▶ _What to produce_: Given the listing that follows, report all lines in which the string "NativeProof" occurs.

*****

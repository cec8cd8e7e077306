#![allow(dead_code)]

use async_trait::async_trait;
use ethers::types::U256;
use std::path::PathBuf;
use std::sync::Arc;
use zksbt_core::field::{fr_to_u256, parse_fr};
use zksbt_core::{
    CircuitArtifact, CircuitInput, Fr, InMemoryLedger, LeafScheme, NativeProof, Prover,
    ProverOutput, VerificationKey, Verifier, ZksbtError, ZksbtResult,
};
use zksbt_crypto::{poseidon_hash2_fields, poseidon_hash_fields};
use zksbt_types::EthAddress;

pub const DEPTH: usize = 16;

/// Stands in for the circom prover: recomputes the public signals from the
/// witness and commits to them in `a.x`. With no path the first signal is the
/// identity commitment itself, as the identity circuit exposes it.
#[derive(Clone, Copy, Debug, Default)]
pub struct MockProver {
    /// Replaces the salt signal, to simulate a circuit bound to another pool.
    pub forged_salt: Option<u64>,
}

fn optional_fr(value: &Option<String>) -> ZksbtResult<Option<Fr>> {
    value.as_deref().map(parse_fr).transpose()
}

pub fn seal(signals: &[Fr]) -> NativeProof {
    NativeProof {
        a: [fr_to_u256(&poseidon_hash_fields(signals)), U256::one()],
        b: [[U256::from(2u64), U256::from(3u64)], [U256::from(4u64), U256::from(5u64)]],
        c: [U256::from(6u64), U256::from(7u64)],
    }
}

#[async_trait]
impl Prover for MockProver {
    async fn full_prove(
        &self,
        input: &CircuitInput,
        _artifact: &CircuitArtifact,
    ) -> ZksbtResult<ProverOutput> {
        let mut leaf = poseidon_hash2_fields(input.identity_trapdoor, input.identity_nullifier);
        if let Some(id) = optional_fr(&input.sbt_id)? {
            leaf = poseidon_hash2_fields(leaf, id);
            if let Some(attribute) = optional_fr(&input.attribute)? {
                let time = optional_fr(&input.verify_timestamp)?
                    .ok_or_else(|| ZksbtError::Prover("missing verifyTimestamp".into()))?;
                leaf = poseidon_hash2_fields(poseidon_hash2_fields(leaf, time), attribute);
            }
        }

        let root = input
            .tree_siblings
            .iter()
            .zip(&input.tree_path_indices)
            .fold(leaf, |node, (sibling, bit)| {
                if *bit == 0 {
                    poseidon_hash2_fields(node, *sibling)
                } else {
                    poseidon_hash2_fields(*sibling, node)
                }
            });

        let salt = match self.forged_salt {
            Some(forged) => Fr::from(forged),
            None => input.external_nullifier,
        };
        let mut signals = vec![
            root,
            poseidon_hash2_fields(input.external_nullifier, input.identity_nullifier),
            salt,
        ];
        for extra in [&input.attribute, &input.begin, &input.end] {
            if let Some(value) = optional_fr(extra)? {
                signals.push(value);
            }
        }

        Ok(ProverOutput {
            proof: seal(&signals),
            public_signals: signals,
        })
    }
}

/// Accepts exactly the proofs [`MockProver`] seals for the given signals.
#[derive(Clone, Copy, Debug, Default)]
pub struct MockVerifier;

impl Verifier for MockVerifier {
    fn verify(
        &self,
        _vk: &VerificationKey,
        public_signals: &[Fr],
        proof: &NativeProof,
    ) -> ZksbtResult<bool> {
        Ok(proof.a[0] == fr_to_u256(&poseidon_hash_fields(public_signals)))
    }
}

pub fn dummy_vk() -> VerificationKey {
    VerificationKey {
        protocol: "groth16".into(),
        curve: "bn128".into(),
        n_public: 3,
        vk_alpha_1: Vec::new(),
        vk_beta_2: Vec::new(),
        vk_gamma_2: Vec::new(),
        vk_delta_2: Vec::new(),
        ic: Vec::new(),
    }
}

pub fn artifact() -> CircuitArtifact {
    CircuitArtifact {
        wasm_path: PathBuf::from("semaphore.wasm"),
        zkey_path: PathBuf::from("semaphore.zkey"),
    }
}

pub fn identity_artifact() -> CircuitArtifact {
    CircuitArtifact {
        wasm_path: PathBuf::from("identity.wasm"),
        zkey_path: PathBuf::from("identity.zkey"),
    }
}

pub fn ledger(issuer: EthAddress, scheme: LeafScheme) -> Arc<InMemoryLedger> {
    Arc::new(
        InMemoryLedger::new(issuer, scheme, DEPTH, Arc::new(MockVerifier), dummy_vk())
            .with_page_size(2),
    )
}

*****

▶ _Exercise solution_:
    CircuitArtifact, CircuitInput, Fr, InMemoryLedger, LeafScheme, NativeProof, Prover,
pub fn seal(signals: &[Fr]) -> NativeProof {
    NativeProof {
        proof: &NativeProof,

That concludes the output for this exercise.